The “Exchange Rate Agent” shall be Morgan Stanley & Co. LLC, unless otherwise indicated in the applicable Related Prospectus.

9

All determinations referred to above made by, or on behalf of, the Issuer or the Guarantor, if applicable, or by, or on behalf of, the Exchange Rate Agent shall be at such entity’s sole discretion and shall, in the absence of manifest error, be conclusive for all purposes and binding on holders of any Supplemental Obligation evidenced by this Note.

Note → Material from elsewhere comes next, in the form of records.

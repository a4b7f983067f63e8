pub mod module;
pub mod port;
impl SuperNetwork {
    pub fn new(config: FabricConfig, subnet_config: &SubnetConfig) -> Result<Self> {
        config.validate().context("invalid [fabric] configuration")?;
        let n = config.network_clusters;
        let npc = config.nodes_per_cluster();
        let channels = config.channels_per_cluster();

        let clusters: Vec<Box<dyn Subnet>> = (0..n)
            .map(|c| new_subnet(subnet_config, format!("c{c}"), npc + channels))
            .collect();
        let routers_per_cluster = clusters[0].num_routers();
        let bridge = TransitionBridge::new(
            config.transition_topology,
            n,
            channels,
            config.transition_channel_latency,
            config.transition_buffer_depth,
            npc,
        );
        let engine = ReservationEngine::new(
            config.reservation_params(),
            n,
            config.bottleneck_channels.min(channels),
        );
        let ports = (0..n)
            .map(|c| {
                (0..channels)
                    .map(|_| PortState {
                        inject_credits: clusters[c].buffer_depth(),
                        ..PortState::default()
                    })
                    .collect()
            })
            .collect();

        info!(
            "fabric: {} clusters x {} nodes, {} transition channels per cluster ({} bottleneck), {} subnets",
            n, npc, channels, config.bottleneck_channels, subnet_config.topology
        );
        Ok(Self {
            base: ModuleBase::new("fabric"),
            config,
            nodes_per_cluster: npc,
            routers_per_cluster,
            clusters,
            bridge,
            engine,
            ports,
            stats: FabricStats::default(),
        })
    }

    pub fn config(&self) -> &FabricConfig {
        &self.config
    }

    pub fn cycle(&self) -> Cycle {
        self.base.cycle
    }

    pub fn stats(&self) -> FabricStats {
        self.stats
    }

    /// Epoch the current cycle belongs to. The engine catches up with it in
    /// `evaluate`, so stamp new requests with this rather than the engine's epoch.
    pub fn current_epoch(&self) -> u64 {
        self.base.cycle / self.config.cycles_per_element
    }

    pub fn engine(&self) -> &ReservationEngine {
        &self.engine
    }

    pub fn reservation_stats(&self) -> ReservationStats {
        self.engine.stats()
    }

    pub fn bridge(&self) -> &TransitionBridge {
        &self.bridge
    }

    pub fn num_clusters(&self) -> usize {
        self.clusters.len()
    }

    pub fn num_nodes(&self) -> usize {
        self.config.nodes
    }

    pub fn nodes_per_cluster(&self) -> usize {
        self.nodes_per_cluster
    }

    pub fn num_routers(&self) -> usize {
        self.routers_per_cluster * self.clusters.len()
    }

    pub fn channels_per_cluster(&self) -> usize {
        self.bridge.channels()
    }

    pub fn map_node(&self, global: usize) -> (usize, usize) {
        assert!(
            global < self.config.nodes,
            "node {} out of range [0, {})",
            global,
            self.config.nodes
        );
        (global % self.nodes_per_cluster, global / self.nodes_per_cluster)
    }

    pub fn global_node(&self, local: usize, cluster: usize) -> usize {
        assert!(
            local < self.nodes_per_cluster && cluster < self.clusters.len(),
            "local node {} in cluster {} out of range",
            local,
            cluster
        );
        cluster * self.nodes_per_cluster + local
    }

    pub fn map_router(&self, global: usize) -> (usize, usize) {
        assert!(
            global < self.num_routers(),
            "router {} out of range [0, {})",
            global,
            self.num_routers()
        );
        (global % self.routers_per_cluster, global / self.routers_per_cluster)
    }

    pub fn global_router(&self, local: usize, cluster: usize) -> usize {
        assert!(
            local < self.routers_per_cluster && cluster < self.clusters.len(),
            "local router {} in cluster {} out of range",
            local,
            cluster
        );
        cluster * self.routers_per_cluster + local
    }

    pub fn get_cluster(&self, index: usize) -> &dyn Subnet {
        assert!(index < self.clusters.len(), "cluster {} out of range", index);
        self.clusters[index].as_ref()
    }

    /// Transition channels of `cluster` that lead towards `dest_cluster`.
    fn candidate_channels(&self, cluster: usize, dest_cluster: usize) -> Vec<usize> {
        let n = self.clusters.len();
        let all = 0..self.bridge.channels();
        let toward: Vec<usize> = match self.bridge.adjacency() {
            Adjacency::Ring => all.collect(),
            Adjacency::Full => {
                let offset = (dest_cluster + n - cluster - 1) % n;
                all.filter(|k| k % (n - 1) == offset).collect()
            }
        };
        let healthy: Vec<usize> = toward
            .iter()
            .copied()
            .filter(|&k| !self.bridge.link(cluster, k).link.is_faulty())
            .collect();
        if healthy.is_empty() {
            toward
        } else {
            healthy
        }
    }

    /// Pick the next hop of `flit` inside `cluster` and point its local
    /// destination there.
    pub fn route_flit(&mut self, flit: &mut Flit, cluster: usize, is_injection: bool) -> Route {
        let (local, dest_cluster) = self.map_node(flit.dest);
        if is_injection && flit.class == FlitClass::Reserved {
            if let Some(ts) = flit.res_timestamp {
                if self.engine.belongs_in_that_time_slot(ts, true) == SlotPosition::Missed {
                    debug!("{}: reserved timestamp {} already missed, demoting", flit, ts);
                    self.demote(flit);
                }
            }
        }
        if dest_cluster == cluster {
            flit.local_dest = local;
            return Route::Local { terminal: local };
        }
        let candidates = self.candidate_channels(cluster, dest_cluster);
        assert!(
            !candidates.is_empty(),
            "cluster {} has no transition channel towards cluster {}",
            cluster,
            dest_cluster
        );
        let channel = candidates[flit.flow_id % candidates.len()];
        flit.local_dest = self.bridge.port_terminal(channel);
        Route::Transition {
            channel,
            next_cluster: self.bridge.next_cluster(cluster, channel),
        }
    }

    fn demote(&mut self, flit: &mut Flit) {
        flit.class = FlitClass::Ordinary;
        flit.res_timestamp = None;
        self.stats.demoted += 1;
    }

    pub fn write_flit(&mut self, mut flit: Flit, source: usize) {
        let (local, cluster) = self.map_node(source);
        self.route_flit(&mut flit, cluster, true);
        self.stats.injected += 1;
        self.clusters[cluster].write_flit(flit, local);
    }

    pub fn read_flit(&mut self, dest: usize) -> Option<Flit> {
        let (local, cluster) = self.map_node(dest);
        let flit = self.clusters[cluster].read_flit(local)?;
        self.stats.delivered += 1;
        Some(flit)
    }

    pub fn write_credit(&mut self, credit: Credit, dest: usize) {
        let (local, cluster) = self.map_node(dest);
        self.clusters[cluster].write_credit(credit, local);
    }

    pub fn read_credit(&mut self, source: usize) -> Option<Credit> {
        let (local, cluster) = self.map_node(source);
        self.clusters[cluster].read_credit(local)
    }

    /// Inject a flit that may need the reservation engine. A `Request` leaving
    /// the source cluster over a bottleneck channel skips the sub-network: it is
    /// queued at the port and answered in this cycle's `evaluate`. Returns true
    /// in that case. Anything else goes through `write_flit` and takes an
    /// injection credit.
    pub fn write_special_flit(&mut self, mut flit: Flit, source: usize) -> bool {
        if flit.class != FlitClass::Request {
            self.write_flit(flit, source);
            return false;
        }
        let (_, cluster) = self.map_node(source);
        match self.route_flit(&mut flit, cluster, true) {
            Route::Transition { channel, .. } if self.engine.is_bottleneck(cluster, channel) => {
                self.stats.special_injected += 1;
                self.ports[cluster][channel].special.push_back(flit);
                true
            }
            _ => {
                self.write_flit(flit, source);
                false
            }
        }
    }

    /// Answer one reservation request at port `channel` of `cluster`. The reply
    /// re-enters the cluster through the same port.
    fn handle_res_grant_flits(&mut self, mut request: Flit, cluster: usize, channel: usize) {
        let now = self.base.cycle;
        self.stats.requests += 1;
        let class = if self.engine.is_bottleneck(cluster, channel) {
            let earliest = now + request.cluster_hops as Cycle * self.bridge.latency();
            match self.engine.reserve_bit_vector(&mut request, cluster, channel, earliest, now) {
                Ok(grant) => {
                    debug!(
                        "cycle {}: {} granted slot {} (t={}) on c{}.{}",
                        now, request, grant.slot, grant.timestamp, cluster, channel
                    );
                    self.stats.grants += 1;
                    FlitClass::Grant
                }
                Err(deferral) => {
                    debug!("cycle {}: {} deferred on c{}.{}: {:?}", now, request, cluster, channel, deferral);
                    if let Deferral::BeyondWindow { .. } = deferral {
                        self.stats.beyond_window += 1;
                    }
                    request.res_timestamp = None;
                    self.stats.denies += 1;
                    FlitClass::Deny
                }
            }
        } else {
            // nothing to reserve on this path
            request.res_timestamp = None;
            self.stats.grants += 1;
            self.stats.unreserved_grants += 1;
            FlitClass::Grant
        };

        let mut reply = request.reply(request.id, class, now);
        self.route_flit(&mut reply, cluster, false);
        self.ports[cluster][channel].inject.push_back(Pending {
            flit: reply,
            from_link: false,
        });
    }

    /// Send the oldest reserved flit whose flow holds the active slot, wherever it
    /// sits in the queue. Flits whose flow has no grant left are demoted; flits
    /// waiting for a later slot keep their place. Returns true when the link was
    /// used.
    fn handle_grant_flits(&mut self, cluster: usize, channel: usize) -> bool {
        let queued = std::mem::take(&mut self.ports[cluster][channel].reserved);
        let mut waiting = VecDeque::with_capacity(queued.len());
        let mut sent = false;
        for mut flit in queued {
            match self.engine.grant_position(cluster, channel, flit.flow_id) {
                SlotPosition::Current if !sent && self.bridge.can_send(cluster, channel) => {
                    let consumed = self.engine.consume_grant(cluster, channel, flit.flow_id);
                    debug_assert!(consumed);
                    // travels as plain data past the reserved channel
                    flit.res_timestamp = None;
                    self.stats.reserved_sent += 1;
                    self.send_over(flit, cluster, channel);
                    sent = true;
                }
                SlotPosition::Current | SlotPosition::Upcoming => waiting.push_back(flit),
                SlotPosition::Missed | SlotPosition::Unreserved => {
                    debug!("{}: no grant left on c{}.{}, demoting", flit, cluster, channel);
                    self.demote(&mut flit);
                    self.ports[cluster][channel].ordinary.push_back(flit);
                }
            }
        }
        self.ports[cluster][channel].reserved = waiting;
        sent
    }

    fn handle_non_res_flits(&mut self, cluster: usize, channel: usize) -> bool {
        if self.ports[cluster][channel].ordinary.is_empty() || !self.bridge.can_send(cluster, channel) {
            return false;
        }
        let Some(flit) = self.ports[cluster][channel].ordinary.pop_front() else {
            return false;
        };
        self.send_over(flit, cluster, channel);
        true
    }

    fn send_over(&mut self, flit: Flit, cluster: usize, channel: usize) {
        self.stats.transitions += 1;
        self.bridge
            .send(flit, Credit::new(), cluster, channel, self.clusters[cluster].as_mut());
    }

    /// Pull everything the cluster ejected at a port into the port's class queues.
    fn drain_port(&mut self, cluster: usize, channel: usize) {
        let terminal = self.bridge.port_terminal(channel);
        let bottleneck = self.engine.is_bottleneck(cluster, channel);
        while let Some(flit) = self.clusters[cluster].read_flit(terminal) {
            let port = &mut self.ports[cluster][channel];
            match flit.class {
                FlitClass::Request => port.requests.push_back(flit),
                FlitClass::Reserved if bottleneck && flit.has_reservation() => port.reserved.push_back(flit),
                _ => port.ordinary.push_back(flit),
            }
        }
    }

    fn process_port(&mut self, cluster: usize, channel: usize) {
        self.drain_port(cluster, channel);
        let terminal = self.bridge.port_terminal(channel);

        let link_busy = self.handle_grant_flits(cluster, channel);
        while let Some(request) = self.ports[cluster][channel].requests.pop_front() {
            self.handle_res_grant_flits(request, cluster, channel);
            self.clusters[cluster].write_credit(Credit::new(), terminal);
        }
        while let Some(request) = self.ports[cluster][channel].special.pop_front() {
            self.handle_res_grant_flits(request, cluster, channel);
        }
        if !link_busy {
            self.handle_non_res_flits(cluster, channel);
        }

        let port = &mut self.ports[cluster][channel];
        while port.inject_credits > 0 {
            let Some(pending) = port.inject.pop_front() else {
                break;
            };
            port.inject_credits -= 1;
            self.clusters[cluster].write_flit(pending.flit, terminal);
            if pending.from_link {
                self.bridge.return_credit(cluster, channel);
            }
        }
    }

    pub fn queued_at_ports(&self) -> usize {
        self.ports.iter().flatten().map(PortState::queued).sum()
    }

    pub fn is_idle(&self) -> bool {
        self.queued_at_ports() == 0
            && self.bridge.in_flight() == 0
            && self.clusters.iter().all(|c| c.is_idle())
    }
}
pub mod base;
pub mod fabric;
pub mod flit;
pub mod sim;
pub mod subnet;
pub mod timeq;
pub mod traffic;
pub mod ui;

pub use fabric::SuperNetwork;
pub use flit::{Credit, Flit, FlitClass, FlowId};
pub use timeq::Cycle;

So long as this Note shall be outstanding, the Issuer will cause to be maintained an office or agency for the payment of the principal of, premium, if any, and interest on this Note as herein provided in the Borough of Manhattan, The City of New York, and an office or agency in said Borough of Manhattan for the registration, transfer and exchange as aforesaid of the Notes. The Issuer may designate other agencies for the payment of said principal, premium and interest at such place or places (subject to applicable laws and regulations) as the Issuer may decide. So long as there shall be such an agency, the Issuer shall keep the Trustee advised of the names and locations of such agencies, if any are so designated. If any European Union Directive on the taxation of savings comes into force, the Issuer will, to the extent possible as a matter of law, maintain a Paying Agent in a Member State of the European Union that will not be obligated to withhold or deduct tax pursuant to any such Directive or any law implementing or complying with, or introduced in order to conform to, such Directive.

With respect to moneys paid by the Issuer and held by the Trustee or any Paying Agent for payment of the principal of, premium, if any, or interest on any Notes that remain unclaimed at the end of two years after such principal, interest or premium shall have become due and payable (whether at maturity or upon call for redemption or otherwise), (i) the Trustee or such Paying Agent shall notify the holders of such Notes that such moneys shall be repaid to the Issuer and any person claiming such moneys shall thereafter look only to the Issuer or the Guarantor, as the case may be, for payment thereof and (ii) such moneys shall be so repaid to the Issuer. Upon such repayment all liability of the Trustee or such Paying Agent with respect to such moneys shall thereupon cease, without, however, limiting in any way any obligation that the Issuer may have to pay the principal of, premium, if any, or interest on this Note as the same shall become due.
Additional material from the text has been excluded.